Second, a statute is too vague where it contains no explicit standards for application so that a danger of arbitrary and capricious enforcement exists. Where one is deprived of liberty or property for violating a statutory prohibition, due process requires that the prohibition be explicit enough to allow for meaningful judicial review.[1]See generally, Note, The Void-For-Vagueness Doctrine in the Supreme Court, 109 U.Pa.L.Rev. 67 (1960); Note, Vagueness Doctrine in the Federal Courts: A focus on the Military, Prison, and Campus Contexts, 26 Stan.L.Rev. 855 (1974).

Applying these principles to the challenged provisions, we find that the word "reputation" renders subsection (1)(a) unconstitutional on its face. Reputation is not a standard of conduct, but is merely an opinion of the community. Clearly it provides no fair warning as to what conduct is prohibited. Where community opinion rather than a specific act can be relied upon to revoke a subdivider's license, there exists a danger of arbitrary and capricious revocation by the real estate board. Hence, we hold subsection (1)(a) to be invalid. To the extent Shaffer & Co. v. Prosser, 99 Colo. 335, 62 P.2d 1161 (1936) is inconsistent with this view, it is expressly overruled.

*492 Nor can the term "unethical practices" as used in subsection (1)(e) pass constitutional muster. We find Trail Ridge Ford, supra, controlling on this issue. In that case, dealing with suspension of an automobile dealer's license, we found "unconscionability" to be too vague. We said:

"`Unconscionability' is a concept that brings forth certain general feelings in the minds of all of us.
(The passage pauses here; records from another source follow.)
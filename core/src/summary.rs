use chrono::NaiveDate;
use serde::{Deserialize, Serialize};

use crate::error::WeekError;
use crate::mia::{classify_weeks, join_week, mia_count};
use crate::models::{Team, UserProfile, WeeklyRecord};
use crate::points::{aggregate_population, user_points};
use crate::range::{filter_by_range, RangeFilter};
use crate::store::RecordSource;
use crate::types::{
    Cfg, ClassifiedWeek, HistoryRow, PointEntry, UserSummary, WeekClassification, WeekStat,
};
use crate::week::{week_id_of, WeekId};

/// Differanse faktisk − mål med to desimaler, `+` foran ikke-negative.
pub fn format_result(goal: f64, actual: f64, unit: &str) -> String {
    let diff = actual - goal;
    if diff >= 0.0 {
        format!("+{diff:.2} {unit}")
    } else {
        format!("{diff:.2} {unit}")
    }
}

fn result_text(week: &ClassifiedWeek) -> String {
    match week.classification {
        WeekClassification::Mia => "MIA".to_string(),
        WeekClassification::Pending => "Pending".to_string(),
        WeekClassification::NoGoal => "-".to_string(),
        WeekClassification::Met => {
            let Some(rec) = week.record.as_ref() else {
                return "-".to_string();
            };
            let parts: Vec<String> = [
                (rec.goal_distance(), rec.actual_distance(), "km"),
                (rec.goal_reps(), rec.actual_reps(), "reps"),
            ]
            .into_iter()
            .filter_map(|(goal, actual, unit)| Some(format_result(goal?, actual?, unit)))
            .collect();
            parts.join(", ")
        }
    }
}

/// Ukehistorikk fra innmelding til i dag, nyeste først, med MIA-hull.
pub fn weekly_history(
    records: &[WeeklyRecord],
    join: WeekId,
    today: NaiveDate,
) -> Result<Vec<HistoryRow>, WeekError> {
    let mut rows: Vec<HistoryRow> = classify_weeks(records, join, week_id_of(today)?)
        .iter()
        .map(|w| {
            let rec = w.record.as_ref();
            HistoryRow {
                week_id: w.week_id,
                classification: w.classification,
                goal_distance: rec.and_then(WeeklyRecord::goal_distance),
                actual_distance: rec.and_then(WeeklyRecord::actual_distance),
                goal_reps: rec.and_then(WeeklyRecord::goal_reps),
                actual_reps: rec.and_then(WeeklyRecord::actual_reps),
                result: result_text(w),
            }
        })
        .collect();
    rows.reverse();
    Ok(rows)
}

/// Admin-rad for én bruker. Uten innmeldingsuke og uten poster blir MIA 0.
pub fn user_summary(
    user_id: &str,
    profile: &UserProfile,
    records: &[WeeklyRecord],
    today: NaiveDate,
) -> Result<UserSummary, WeekError> {
    let current = week_id_of(today)?;
    let mia = join_week(profile.joined_at.as_ref(), records)
        .map(|join| mia_count(records, join, current))
        .unwrap_or(0);

    Ok(UserSummary {
        user_id: user_id.to_string(),
        name: profile.name.clone(),
        joined_at: profile.joined_at,
        mia_count: mia,
        is_blocked: profile.is_blocked,
    })
}

/// Alle brukere med profil, i kildens rekkefølge.
pub fn admin_rows<S: RecordSource + ?Sized>(
    source: &S,
    today: NaiveDate,
) -> Result<Vec<UserSummary>, WeekError> {
    source
        .user_ids()
        .into_iter()
        .filter_map(|uid| {
            let profile = source.profile(&uid)?;
            let records = source.weekly_records(&uid);
            Some(user_summary(&uid, &profile, &records, today))
        })
        .collect()
}

#[derive(Debug, Clone, Copy, PartialEq, Eq, Serialize, Deserialize)]
#[serde(rename_all = "lowercase")]
pub enum UserStatus {
    Active,
    Blocked,
}

/// Filtre i admin-tabellen. `None` = ikke filtrer på feltet.
#[derive(Debug, Clone, Default, PartialEq, Serialize, Deserialize)]
#[serde(rename_all = "camelCase")]
pub struct AdminFilter {
    /// Delstreng i navn, uten hensyn til store/små bokstaver
    pub name: Option<String>,
    pub mia_count: Option<usize>,
    pub status: Option<UserStatus>,
    /// Innmeldingsdato (UTC-dag)
    pub joined_on: Option<NaiveDate>,
}

impl AdminFilter {
    pub fn matches(&self, row: &UserSummary) -> bool {
        let name_ok = match self.name.as_deref().map(str::trim) {
            Some(q) if !q.is_empty() => row.name.to_lowercase().contains(&q.to_lowercase()),
            _ => true,
        };
        let mia_ok = self.mia_count.map_or(true, |n| row.mia_count == n);
        let status_ok = match self.status {
            Some(UserStatus::Active) => !row.is_blocked,
            Some(UserStatus::Blocked) => row.is_blocked,
            None => true,
        };
        let joined_ok = self
            .joined_on
            .map_or(true, |d| row.joined_at.map(|t| t.date_naive()) == Some(d));

        name_ok && mia_ok && status_ok && joined_ok
    }

    pub fn apply<'a>(&self, rows: &'a [UserSummary]) -> Vec<&'a UserSummary> {
        rows.iter().filter(|r| self.matches(r)).collect()
    }
}

/// Første lag som har brukeren som medlem.
pub fn team_for_user<'a>(teams: &'a [(String, Team)], user_id: &str) -> Option<&'a (String, Team)> {
    teams
        .iter()
        .find(|(_, t)| t.members.iter().any(|m| m == user_id))
}

/// Medlemmer med profil; ukjente får navnet "Unknown".
pub fn team_members<S: RecordSource + ?Sized>(source: &S, team: &Team) -> Vec<(String, UserProfile)> {
    team.members
        .iter()
        .map(|uid| {
            let profile = source.profile(uid).unwrap_or_else(|| UserProfile {
                name: "Unknown".to_string(),
                ..Default::default()
            });
            (uid.clone(), profile)
        })
        .collect()
}

/// Brukerens poengkurve innenfor tidsvinduet.
pub fn user_curve(
    records: &[WeeklyRecord],
    range: RangeFilter,
    today: NaiveDate,
    cfg: &Cfg,
) -> Result<Vec<PointEntry>, WeekError> {
    filter_by_range(user_points(records, cfg), range, today)
}

/// Lagkurve: snittpoeng per uke over lagets medlemmer.
pub fn team_curve<S: RecordSource + ?Sized>(
    source: &S,
    team: &Team,
    range: RangeFilter,
    today: NaiveDate,
    cfg: &Cfg,
) -> Result<Vec<WeekStat>, WeekError> {
    let per_member: Vec<Vec<WeeklyRecord>> = team
        .members
        .iter()
        .map(|uid| source.weekly_records(uid))
        .collect();
    let stats = aggregate_population(per_member.iter().map(Vec::as_slice), cfg);
    filter_by_range(stats, range, today)
}

/// Global kurve over alle brukere.
pub fn global_curve<S: RecordSource + ?Sized>(
    source: &S,
    range: RangeFilter,
    today: NaiveDate,
    cfg: &Cfg,
) -> Result<Vec<WeekStat>, WeekError> {
    let per_user: Vec<Vec<WeeklyRecord>> = source
        .user_ids()
        .iter()
        .map(|uid| source.weekly_records(uid))
        .collect();
    let stats = aggregate_population(per_user.iter().map(Vec::as_slice), cfg);
    filter_by_range(stats, range, today)
}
The parameters of those feelings and reactions, however, vary widely between individuals and what is `unconscionable' could well vary from Board to Board." Id. 190 Colo. at 84, 543 P.2d at 1246.

In the present case, "unethical practices" displays the same infirmity as did "unconscionability" in Trail Ridge Ford. We acknowledge that either the legislature or the real estate board could confine the term to proper constitutional specificity by promulgating a code of ethics to govern business practices of subdividers. Yet neither body has done so. In its present posture, the provision requires licensees to speculate what acts a particular board might consider unethical, without any standard against which to measure conduct. Thus we hold "unethical practices" void for vagueness in violation of the due process clause.

License revocation is a legitimate interest of the state under its general police powers. We recognize the state's need to define offensive conduct of subdividers in language broad enough to allow revocation of a license where the public is being harmed. Scientific exactitude in statutory language is not required. See People v. Blue, supra. Penalties cannot be imposed, however, "for violations of a standard whose meaning is dependent upon surmise or conjecture or uncontrolled application by the Board imposing the penalty." Trail Ridge Ford, supra, at 84, 543 P.2d at 1246. Where ambiguous criteria such as "reputation" and "unethical practices" are sought to be the basis of a license revocation, they must be struck down.[2]

The judgment of the district court is reversed.

CARRIGAN, J., does not participate.

NOTES

[1] There is no question that the vagueness doctrine applies to a license revocation statute. Loss of a business license is plainly a loss of liberty, and has been regarded by this court as a quasi-criminal sanction. Trail Ridge Ford, supra.

[2] We acknowledge a legitimate distinction between standards of conduct imposed upon professionals, who often have personal and confidential relationships with members of the public, and those imposed upon businessmen. See, e.g., Weissman, supra, n. 2. Hence, the cases cited by the appellee, dealing with the revocation of a professional's license, are inapposite here.